Organ-organ yang membentuk kompleks osteo meatal terletak berdekatan, maka apabila terjadi
edema, mukosa yang saling berhadapan akan bertemu sehingga menyebabkan gerakan silia

5
terhambat dan ostium tersumbat. Akibatnya muncul tekanan negative di dalam rongga sinus yang
seterusnya menyebabkan terjadinya transudasi. Efek awal yang ditimbulkan adalah keluarnya
cairan serous. Apabila kondisi ini menetap, sekret yang terkumpul dalam sinus akan menjadi media
pembiakan yang baik bagi pertumbuhan bakteri. Efek dari kejadian ini adalah sekret menjadi
purulen.

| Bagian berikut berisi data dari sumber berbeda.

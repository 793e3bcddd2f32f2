//! Minimal JWK encode/decode for Ed25519 session keys (§6 "Session
//! encoding"). Only the OKP/Ed25519 shape is supported — this is not a
//! general-purpose JWK library, just enough to round-trip our own keys.

use ed25519_dalek::{Keypair, PublicKey, SecretKey, SECRET_KEY_LENGTH};
use serde::{Deserialize, Serialize};

use crate::error::{GoatError, Result};

#[derive(Debug, Clone, PartialEq, Serialize, Deserialize)]
pub struct Jwk {
    pub kty: String,
    pub crv: String,
    pub x: String,
    #[serde(skip_serializing_if = "Option::is_none")]
    pub d: Option<String>,
}

fn b64(bytes: &[u8]) -> String {
    base64::encode_config(bytes, base64::URL_SAFE_NO_PAD)
}

fn unb64(s: &str) -> Result<Vec<u8>> {
    base64::decode_config(s, base64::URL_SAFE_NO_PAD)
        .map_err(|e| GoatError::MalformedSession(format!("invalid base64url: {e}")))
}

pub fn encode_public(pk: &PublicKey) -> Jwk {
    Jwk {
        kty: "OKP".into(),
        crv: "Ed25519".into(),
        x: b64(pk.as_bytes()),
        d: None,
    }
}

pub fn encode_private(keypair: &Keypair) -> Jwk {
    Jwk {
        kty: "OKP".into(),
        crv: "Ed25519".into(),
        x: b64(keypair.public.as_bytes()),
        d: Some(b64(keypair.secret.as_bytes())),
    }
}

pub fn decode_public(jwk: &Jwk) -> Result<PublicKey> {
    if jwk.kty != "OKP" || jwk.crv != "Ed25519" {
        return Err(GoatError::MalformedSession(format!(
            "unsupported key type {}/{}",
            jwk.kty, jwk.crv
        )));
    }
    let bytes = unb64(&jwk.x)?;
    PublicKey::from_bytes(&bytes)
        .map_err(|e| GoatError::MalformedSession(format!("invalid public key: {e}")))
}

pub fn decode_keypair(jwk: &Jwk) -> Result<Keypair> {
    let d = jwk
        .d
        .as_ref()
        .ok_or_else(|| GoatError::MalformedSession("jwk has no private component".into()))?;
    let secret_bytes = unb64(d)?;
    if secret_bytes.len() != SECRET_KEY_LENGTH {
        return Err(GoatError::MalformedSession("invalid secret key length".into()));
    }
    let secret = SecretKey::from_bytes(&secret_bytes)
        .map_err(|e| GoatError::MalformedSession(format!("invalid secret key: {e}")))?;
    let public = decode_public(jwk)?;
    Ok(Keypair { secret, public })
}
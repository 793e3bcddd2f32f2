//! Named, versioned item schemas and the process-wide schema registry,
//! per §3 and §9 ("Process-wide schema registry").

use std::collections::BTreeMap;

use parking_lot::RwLock;
use serde::{Deserialize, Serialize};

use crate::error::{GoatError, Result};
use crate::value::Value;

/// A single field's type and upgrade behaviour.
#[derive(Clone, Copy)]
pub struct FieldSchema {
    pub type_name: &'static str,
    pub required: bool,
    pub default: Option<fn() -> Value>,
    /// Called when upgrading an item from the prior schema version; `None`
    /// means the field is new (its `default()` is used instead) or passes
    /// through unchanged when present in the prior version too.
    pub upgrade_from: Option<fn(prior: Option<&Value>) -> Value>,
}

impl FieldSchema {
    pub fn required(type_name: &'static str) -> Self {
        Self {
            type_name,
            required: true,
            default: None,
            upgrade_from: None,
        }
    }

    pub fn optional(type_name: &'static str, default: fn() -> Value) -> Self {
        Self {
            type_name,
            required: false,
            default: Some(default),
            upgrade_from: None,
        }
    }

    pub fn with_upgrade(mut self, upgrade_from: fn(prior: Option<&Value>) -> Value) -> Self {
        self.upgrade_from = Some(upgrade_from);
        self
    }

    fn matches(&self, v: &Value) -> bool {
        v.type_name() == self.type_name
    }
}

/// `{namespace, version, fields}` — a named, versioned item shape.
#[derive(Clone)]
pub struct Schema {
    pub namespace: String,
    pub version: u32,
    pub fields: BTreeMap<String, FieldSchema>,
}

impl Schema {
    pub fn new(namespace: impl Into<String>, version: u32) -> Self {
        Self {
            namespace: namespace.into(),
            version,
            fields: BTreeMap::new(),
        }
    }

    pub fn with_field(mut self, name: impl Into<String>, field: FieldSchema) -> Self {
        self.fields.insert(name.into(), field);
        self
    }

    pub fn key(&self) -> (String, u32) {
        (self.namespace.clone(), self.version)
    }

    pub fn validate(&self, data: &BTreeMap<String, Value>) -> Result<()> {
        for (name, field) in &self.fields {
            match data.get(name) {
                Some(v) if !field.matches(v) => {
                    return Err(GoatError::TypeMismatch {
                        field: name.clone(),
                        expected: field.type_name,
                        got: v.type_name(),
                    })
                }
                None if field.required => return Err(GoatError::MissingRequired(name.clone())),
                _ => {}
            }
        }
        for name in data.keys() {
            if !self.fields.contains_key(name) {
                return Err(GoatError::UnknownField(name.clone()));
            }
        }
        Ok(())
    }
}

/// Serialisable identity of a schema, for embedding in commits/items
/// without carrying function pointers across the wire.
#[derive(Debug, Clone, PartialEq, Eq, Serialize, Deserialize)]
pub struct SchemaRef {
    pub namespace: String,
    pub version: u32,
}

impl From<&Schema> for SchemaRef {
    fn from(s: &Schema) -> Self {
        SchemaRef {
            namespace: s.namespace.clone(),
            version: s.version,
        }
    }
}

/// Process-wide, append-only registry keyed by `(namespace, version)`.
/// Populated once at startup via `register`; queried by deserialisation.
/// No dynamic reflection — schemas must be registered in-process before
/// any item referencing them can be materialised.
pub struct SchemaRegistry {
    schemas: RwLock<BTreeMap<(String, u32), Schema>>,
}

impl Default for SchemaRegistry {
    fn default() -> Self {
        Self::new()
    }
}

impl SchemaRegistry {
    pub fn new() -> Self {
        Self {
            schemas: RwLock::new(BTreeMap::new()),
        }
    }

    pub fn register(&self, schema: Schema) {
        let key = schema.key();
        self.schemas.write().insert(key, schema);
    }

    pub fn lookup(&self, namespace: &str, version: u32) -> Result<Schema> {
        self.schemas
            .read()
            .get(&(namespace.to_string(), version))
            .cloned()
            .ok_or_else(|| GoatError::UnknownSchema {
                namespace: namespace.to_string(),
                version,
            })
    }

    /// The highest registered version for `namespace`, used when
    /// computing the merge engine's upgrade target (§4.5 step 3).
    pub fn latest_version(&self, namespace: &str) -> Option<u32> {
        self.schemas
            .read()
            .keys()
            .filter(|(ns, _)| ns == namespace)
            .map(|(_, v)| *v)
            .max()
    }
}

#[cfg(test)]
mod tests {
    use super::*;

    #[test]
    fn register_and_lookup() {
        let registry = SchemaRegistry::new();
        let schema = Schema::new("doc", 1).with_field("title", FieldSchema::required("string"));
        registry.register(schema);
        let looked_up = registry.lookup("doc", 1).unwrap();
        assert_eq!(looked_up.namespace, "doc");
    }

    #[test]
    fn unknown_schema_errors() {
        let registry = SchemaRegistry::new();
        match registry.lookup("missing", 1) {
            Err(GoatError::UnknownSchema { .. }) => {}
            other => panic!("expected UnknownSchema, got {:?}", other.map(|_| ())),
        }
    }
}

Kini keadaan ini dikenali sebagai rinosinusitis akut yang disebabkan oleh bakteri dan
memerlukan terapi antibakteri.
Jikalau terapi tidak berhasil, maka inflamasi akan berlanjut sehingga terjadi hipoksia dan bakteri
anaerob berkembang. Mukosa semakin membengkak dan siklus ini seterusnya berputar sampai
akhirnya terjadi perubahan mukosa yang kronik yaitu hipertrofi, polipoid atau pembentukan polip
dan kista. Pada keadaan ini mungkin peril dilakukan tindakan operasi.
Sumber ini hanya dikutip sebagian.